> Supplied records
--------------------
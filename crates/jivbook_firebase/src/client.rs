//! Firebase Cloud Messaging client module
//!
//! Talks to the FCM HTTP v1 API (one message per request) and to the Instance ID
//! batch API for topic membership. Both base URLs are configurable so the
//! client can be pointed at an emulator or a mock server.

use std::time::Duration;

use jivbook_common::services::{TopicManagementError, TopicManagementResult};
use jivbook_config::FirebaseConfig;
use reqwest::{header, Client, StatusCode};
use thiserror::Error;
use tracing::{debug, warn};

use crate::auth::AccessTokenProvider;
use crate::models::{
    FcmMessage, FcmResponse, GoogleErrorResponse, TopicBatchRequest, TopicBatchResponse,
};

pub const DEFAULT_FCM_BASE_URL: &str = "https://fcm.googleapis.com";
pub const DEFAULT_IID_BASE_URL: &str = "https://iid.googleapis.com";

/// Instance ID accepts at most this many tokens per batch call.
const TOPIC_BATCH_LIMIT: usize = 1000;

/// Errors that can occur when interacting with the Firebase APIs
#[derive(Error, Debug)]
pub enum FirebaseError {
    /// Error during authentication with Firebase
    #[error("Authentication error: {0}")]
    AuthError(String),

    /// Error during HTTP request to Firebase API
    #[error("HTTP request error: {0}")]
    RequestError(#[from] reqwest::Error),

    /// Missing required configuration
    #[error("Missing configuration: {0}")]
    ConfigError(String),

    /// Error returned by the Firebase API that could not be parsed
    #[error("Firebase API error: {0}")]
    ApiError(String),

    /// Structured error returned by FCM for one message
    #[error("FCM rejected the message ({status} {code}): {message}")]
    Fcm {
        status: u16,
        /// `errorCode` of the FCM detail when present, otherwise the canonical status
        code: String,
        message: String,
    },

    /// More tokens than one multicast may carry
    #[error("Too many device tokens in one call: {0} (maximum 500)")]
    BatchTooLarge(usize),

    #[error("Invalid topic name: {0}")]
    InvalidTopic(String),
}

impl FirebaseError {
    /// Whether the error means the target token will never work again.
    ///
    /// FCM reports unknown tokens as `UNREGISTERED` and malformed ones as an
    /// `INVALID_ARGUMENT` that names the registration token.
    pub fn is_invalid_token(&self) -> bool {
        match self {
            FirebaseError::Fcm { code, message, .. } => {
                code == "UNREGISTERED"
                    || (code == "INVALID_ARGUMENT"
                        && message.to_lowercase().contains("registration token"))
            }
            _ => false,
        }
    }

    /// Short machine-readable code for per-token reports.
    pub fn code(&self) -> &str {
        match self {
            FirebaseError::Fcm { code, .. } => code,
            FirebaseError::AuthError(_) => "AUTH_ERROR",
            FirebaseError::RequestError(_) => "REQUEST_FAILED",
            FirebaseError::ConfigError(_) => "CONFIG_ERROR",
            FirebaseError::ApiError(_) => "API_ERROR",
            FirebaseError::BatchTooLarge(_) => "BATCH_TOO_LARGE",
            FirebaseError::InvalidTopic(_) => "INVALID_TOPIC",
        }
    }
}

/// Accepts `news` as well as `/topics/news`; FCM allows `[a-zA-Z0-9-_.~%]+`.
pub fn normalize_topic(topic: &str) -> Result<&str, FirebaseError> {
    let name = topic.strip_prefix("/topics/").unwrap_or(topic);
    let valid = !name.is_empty()
        && name
            .chars()
            .all(|c| c.is_ascii_alphanumeric() || matches!(c, '-' | '_' | '.' | '~' | '%'));
    if valid {
        Ok(name)
    } else {
        Err(FirebaseError::InvalidTopic(topic.to_string()))
    }
}

/// Client for interacting with the Firebase Cloud Messaging API
#[derive(Debug)]
pub struct FirebaseClient {
    /// HTTP client for making requests to the FCM API
    client: Client,
    project_id: String,
    fcm_base_url: String,
    iid_base_url: String,
    tokens: AccessTokenProvider,
}

impl FirebaseClient {
    /// Creates a new Firebase client with the given configuration
    ///
    /// # Errors
    ///
    /// Fails when the project id or the credentials are missing, or the HTTP
    /// client cannot be built.
    pub fn new(config: &FirebaseConfig) -> Result<Self, FirebaseError> {
        let tokens = AccessTokenProvider::from_config(config)?;
        Self::with_token_provider(config, tokens)
    }

    pub fn with_token_provider(
        config: &FirebaseConfig,
        tokens: AccessTokenProvider,
    ) -> Result<Self, FirebaseError> {
        if config.project_id.trim().is_empty() {
            return Err(FirebaseError::ConfigError(
                "Missing project_id in FirebaseConfig".to_string(),
            ));
        }

        let mut builder = Client::builder();
        if let Some(secs) = config.request_timeout_secs {
            builder = builder.timeout(Duration::from_secs(secs));
        }

        Ok(Self {
            client: builder.build()?,
            project_id: config.project_id.clone(),
            fcm_base_url: trim_base(config.fcm_base_url.as_deref(), DEFAULT_FCM_BASE_URL),
            iid_base_url: trim_base(config.iid_base_url.as_deref(), DEFAULT_IID_BASE_URL),
            tokens,
        })
    }

    pub fn project_id(&self) -> &str {
        &self.project_id
    }

    /// A bearer token for the next request(s).
    pub async fn access_token(&self) -> Result<String, FirebaseError> {
        self.tokens.token().await
    }

    /// Sends one message, fetching an access token first
    ///
    /// # Returns
    ///
    /// The provider message name, `projects/{project_id}/messages/{message_id}`
    pub async fn send_message(&self, message: &FcmMessage) -> Result<String, FirebaseError> {
        let access_token = self.access_token().await?;
        self.send_message_with_token(&access_token, message).await
    }

    /// Sends one message with an already obtained access token
    pub async fn send_message_with_token(
        &self,
        access_token: &str,
        message: &FcmMessage,
    ) -> Result<String, FirebaseError> {
        let url = format!(
            "{}/v1/projects/{}/messages:send",
            self.fcm_base_url, self.project_id
        );

        let response = self
            .client
            .post(&url)
            .header(header::AUTHORIZATION, format!("Bearer {}", access_token))
            .json(message)
            .send()
            .await?;

        let status = response.status();
        if !status.is_success() {
            let error_text = response.text().await?;
            return Err(fcm_error(status, &error_text));
        }

        let fcm_response: FcmResponse = response.json().await?;
        Ok(fcm_response.name)
    }

    /// Subscribes `tokens` to `topic` through the Instance ID API
    pub async fn subscribe_to_topic(
        &self,
        tokens: &[String],
        topic: &str,
    ) -> Result<TopicManagementResult, FirebaseError> {
        self.manage_topic("batchAdd", tokens, topic).await
    }

    /// Removes `tokens` from `topic` through the Instance ID API
    pub async fn unsubscribe_from_topic(
        &self,
        tokens: &[String],
        topic: &str,
    ) -> Result<TopicManagementResult, FirebaseError> {
        self.manage_topic("batchRemove", tokens, topic).await
    }

    async fn manage_topic(
        &self,
        operation: &str,
        tokens: &[String],
        topic: &str,
    ) -> Result<TopicManagementResult, FirebaseError> {
        let topic = normalize_topic(topic)?;
        let mut result = TopicManagementResult::default();
        if tokens.is_empty() {
            return Ok(result);
        }

        let access_token = self.access_token().await?;
        let url = format!("{}/iid/v1:{}", self.iid_base_url, operation);
        debug!(
            "Topic {} for '{}' with {} token(s)",
            operation,
            topic,
            tokens.len()
        );

        for (chunk_index, chunk) in tokens.chunks(TOPIC_BATCH_LIMIT).enumerate() {
            let body = TopicBatchRequest {
                to: format!("/topics/{}", topic),
                registration_tokens: chunk,
            };

            let response = self
                .client
                .post(&url)
                .header(header::AUTHORIZATION, format!("Bearer {}", access_token))
                .header("access_token_auth", "true")
                .json(&body)
                .send()
                .await?;

            let status = response.status();
            if !status.is_success() {
                let error_text = response.text().await?;
                return Err(fcm_error(status, &error_text));
            }

            let batch: TopicBatchResponse = response.json().await?;
            let offset = chunk_index * TOPIC_BATCH_LIMIT;
            for (index, item) in batch.results.into_iter().enumerate() {
                match item.error {
                    Some(reason) => {
                        result.failure_count += 1;
                        result.errors.push(TopicManagementError {
                            index: offset + index,
                            reason,
                        });
                    }
                    None => result.success_count += 1,
                }
            }
        }

        if result.failure_count > 0 {
            warn!(
                "Topic {} for '{}': {} of {} token(s) failed",
                operation,
                topic,
                result.failure_count,
                tokens.len()
            );
        }
        Ok(result)
    }
}

fn trim_base(configured: Option<&str>, default: &str) -> String {
    configured
        .filter(|url| !url.is_empty())
        .unwrap_or(default)
        .trim_end_matches('/')
        .to_string()
}

/// Turns a non-2xx response into a structured error.
fn fcm_error(status: StatusCode, body: &str) -> FirebaseError {
    match serde_json::from_str::<GoogleErrorResponse>(body) {
        Ok(parsed) => {
            let error = parsed.error;
            let code = error
                .details
                .iter()
                .find_map(|detail| detail.error_code.clone())
                .unwrap_or(error.status);
            FirebaseError::Fcm {
                status: status.as_u16(),
                code,
                message: error.message,
            }
        }
        Err(_) => FirebaseError::ApiError(format!("{}: {}", status, body)),
    }
}

#[cfg(test)]
mod tests {
    use super::*;

    #[test]
    fn test_unregistered_detail_is_invalid_token() {
        let body = r#"{
            "error": {
                "code": 404,
                "message": "Requested entity was not found.",
                "status": "NOT_FOUND",
                "details": [{
                    "@type": "type.googleapis.com/google.firebase.fcm.v1.FcmError",
                    "errorCode": "UNREGISTERED"
                }]
            }
        }"#;
        let error = fcm_error(StatusCode::NOT_FOUND, body);
        assert_eq!(error.code(), "UNREGISTERED");
        assert!(error.is_invalid_token());
    }

    #[test]
    fn test_invalid_registration_token_argument_is_invalid_token() {
        let body = r#"{"error": {"code": 400, "status": "INVALID_ARGUMENT",
            "message": "The registration token is not a valid FCM registration token"}}"#;
        assert!(fcm_error(StatusCode::BAD_REQUEST, body).is_invalid_token());
    }

    #[test]
    fn test_other_failures_are_transient() {
        let bad_payload = r#"{"error": {"code": 400, "status": "INVALID_ARGUMENT",
            "message": "Invalid value at 'message.data[0].value'"}}"#;
        assert!(!fcm_error(StatusCode::BAD_REQUEST, bad_payload).is_invalid_token());

        let unavailable = r#"{"error": {"code": 503, "status": "UNAVAILABLE", "message": "try later"}}"#;
        assert!(!fcm_error(StatusCode::SERVICE_UNAVAILABLE, unavailable).is_invalid_token());

        let garbage = fcm_error(StatusCode::BAD_GATEWAY, "<html>bad gateway</html>");
        assert!(matches!(garbage, FirebaseError::ApiError(_)));
        assert!(!garbage.is_invalid_token());
    }

    #[test]
    fn test_topic_names() {
        assert_eq!(normalize_topic("pet-news").unwrap(), "pet-news");
        assert_eq!(normalize_topic("/topics/pet_news.v2").unwrap(), "pet_news.v2");
        assert!(normalize_topic("").is_err());
        assert!(normalize_topic("pet news").is_err());
    }

    #[test]
    fn test_missing_project_id() {
        let config = FirebaseConfig {
            project_id: " ".to_string(),
            key_path: None,
            fcm_base_url: None,
            iid_base_url: None,
            access_token: Some("t".to_string()),
            send_concurrency: 1,
            web_icon: String::new(),
            request_timeout_secs: None,
        };
        assert!(matches!(
            FirebaseClient::new(&config),
            Err(FirebaseError::ConfigError(_))
        ));
    }
}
--------------------
> Exercise
Read through the entries and copy every line that includes "item".

> Task response
            for (index, item) in batch.results.into_iter().enumerate() {
                match item.error {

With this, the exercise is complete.